Work instructions: Which lines below contain "cumulative"? Copy every one of them.

Records for the exercise section start

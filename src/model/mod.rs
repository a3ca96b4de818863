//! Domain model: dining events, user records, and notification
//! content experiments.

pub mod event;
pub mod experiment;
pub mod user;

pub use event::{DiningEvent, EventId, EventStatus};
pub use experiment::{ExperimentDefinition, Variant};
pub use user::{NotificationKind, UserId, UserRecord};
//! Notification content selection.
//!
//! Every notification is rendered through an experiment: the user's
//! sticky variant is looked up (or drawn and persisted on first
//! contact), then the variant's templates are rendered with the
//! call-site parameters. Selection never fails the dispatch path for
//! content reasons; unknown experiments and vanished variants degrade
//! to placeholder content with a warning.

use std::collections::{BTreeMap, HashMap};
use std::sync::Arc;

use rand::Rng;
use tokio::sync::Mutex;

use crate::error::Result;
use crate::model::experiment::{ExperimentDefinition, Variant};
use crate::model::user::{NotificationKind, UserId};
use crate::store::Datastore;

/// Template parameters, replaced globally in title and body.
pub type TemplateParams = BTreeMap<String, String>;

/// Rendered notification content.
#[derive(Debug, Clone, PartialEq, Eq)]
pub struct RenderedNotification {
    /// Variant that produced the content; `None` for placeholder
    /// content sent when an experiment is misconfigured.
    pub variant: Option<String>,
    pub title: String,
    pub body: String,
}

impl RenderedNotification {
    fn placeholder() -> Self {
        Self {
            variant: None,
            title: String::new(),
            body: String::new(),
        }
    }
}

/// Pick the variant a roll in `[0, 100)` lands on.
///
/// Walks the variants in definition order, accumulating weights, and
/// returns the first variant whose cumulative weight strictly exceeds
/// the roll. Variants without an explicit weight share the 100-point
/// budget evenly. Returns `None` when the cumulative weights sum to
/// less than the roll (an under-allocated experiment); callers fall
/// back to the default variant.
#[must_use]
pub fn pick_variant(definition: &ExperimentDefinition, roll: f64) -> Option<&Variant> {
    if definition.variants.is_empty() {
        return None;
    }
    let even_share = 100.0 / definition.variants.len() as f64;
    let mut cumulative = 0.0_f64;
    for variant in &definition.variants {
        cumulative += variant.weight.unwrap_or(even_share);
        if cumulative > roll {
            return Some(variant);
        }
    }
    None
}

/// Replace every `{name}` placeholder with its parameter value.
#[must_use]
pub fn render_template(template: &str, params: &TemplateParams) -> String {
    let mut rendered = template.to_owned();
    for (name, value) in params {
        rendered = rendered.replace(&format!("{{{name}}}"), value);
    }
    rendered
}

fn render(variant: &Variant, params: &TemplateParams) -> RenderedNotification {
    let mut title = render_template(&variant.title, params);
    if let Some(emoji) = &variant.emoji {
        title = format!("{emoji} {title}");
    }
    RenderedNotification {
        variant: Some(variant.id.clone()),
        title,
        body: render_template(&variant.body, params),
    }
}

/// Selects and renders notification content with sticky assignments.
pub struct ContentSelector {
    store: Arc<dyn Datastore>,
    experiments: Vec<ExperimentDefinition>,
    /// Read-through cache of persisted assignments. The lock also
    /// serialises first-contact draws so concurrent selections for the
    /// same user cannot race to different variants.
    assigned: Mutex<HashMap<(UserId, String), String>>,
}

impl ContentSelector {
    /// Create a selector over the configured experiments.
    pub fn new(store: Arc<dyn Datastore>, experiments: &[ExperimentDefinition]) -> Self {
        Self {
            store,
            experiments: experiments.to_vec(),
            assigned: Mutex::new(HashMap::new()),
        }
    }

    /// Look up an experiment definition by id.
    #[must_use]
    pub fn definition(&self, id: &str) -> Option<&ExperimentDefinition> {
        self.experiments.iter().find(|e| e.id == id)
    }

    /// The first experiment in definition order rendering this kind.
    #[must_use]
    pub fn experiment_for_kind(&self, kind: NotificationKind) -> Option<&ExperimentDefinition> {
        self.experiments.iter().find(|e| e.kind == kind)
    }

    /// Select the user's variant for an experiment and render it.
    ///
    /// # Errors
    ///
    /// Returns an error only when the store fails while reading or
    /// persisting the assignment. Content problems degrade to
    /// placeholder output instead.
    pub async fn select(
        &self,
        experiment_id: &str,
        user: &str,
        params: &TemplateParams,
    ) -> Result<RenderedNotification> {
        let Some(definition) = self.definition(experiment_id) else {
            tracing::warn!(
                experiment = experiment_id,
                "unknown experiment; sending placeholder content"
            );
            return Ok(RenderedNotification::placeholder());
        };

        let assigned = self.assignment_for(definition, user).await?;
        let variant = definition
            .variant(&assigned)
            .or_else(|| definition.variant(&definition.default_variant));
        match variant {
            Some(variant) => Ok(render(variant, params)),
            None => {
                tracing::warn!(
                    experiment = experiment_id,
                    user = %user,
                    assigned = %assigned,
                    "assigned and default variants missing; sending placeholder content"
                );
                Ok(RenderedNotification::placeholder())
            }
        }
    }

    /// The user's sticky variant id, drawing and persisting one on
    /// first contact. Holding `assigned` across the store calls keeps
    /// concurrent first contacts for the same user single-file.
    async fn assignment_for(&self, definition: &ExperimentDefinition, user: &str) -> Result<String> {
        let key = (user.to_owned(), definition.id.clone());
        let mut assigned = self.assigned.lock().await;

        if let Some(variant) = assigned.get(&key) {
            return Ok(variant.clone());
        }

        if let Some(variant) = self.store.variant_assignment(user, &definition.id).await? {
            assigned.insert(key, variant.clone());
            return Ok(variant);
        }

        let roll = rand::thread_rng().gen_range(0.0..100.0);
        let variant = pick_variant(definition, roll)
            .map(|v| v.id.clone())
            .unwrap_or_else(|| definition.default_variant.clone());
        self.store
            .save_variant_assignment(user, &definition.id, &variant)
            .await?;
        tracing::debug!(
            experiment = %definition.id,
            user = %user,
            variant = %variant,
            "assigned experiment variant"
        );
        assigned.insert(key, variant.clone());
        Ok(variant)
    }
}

Records for the exercise section end

Written answer:
/// returns the first variant whose cumulative weight strictly exceeds
/// budget evenly. Returns `None` when the cumulative weights sum to
    let mut cumulative = 0.0_f64;
        cumulative += variant.weight.unwrap_or(even_share);
        if cumulative > roll {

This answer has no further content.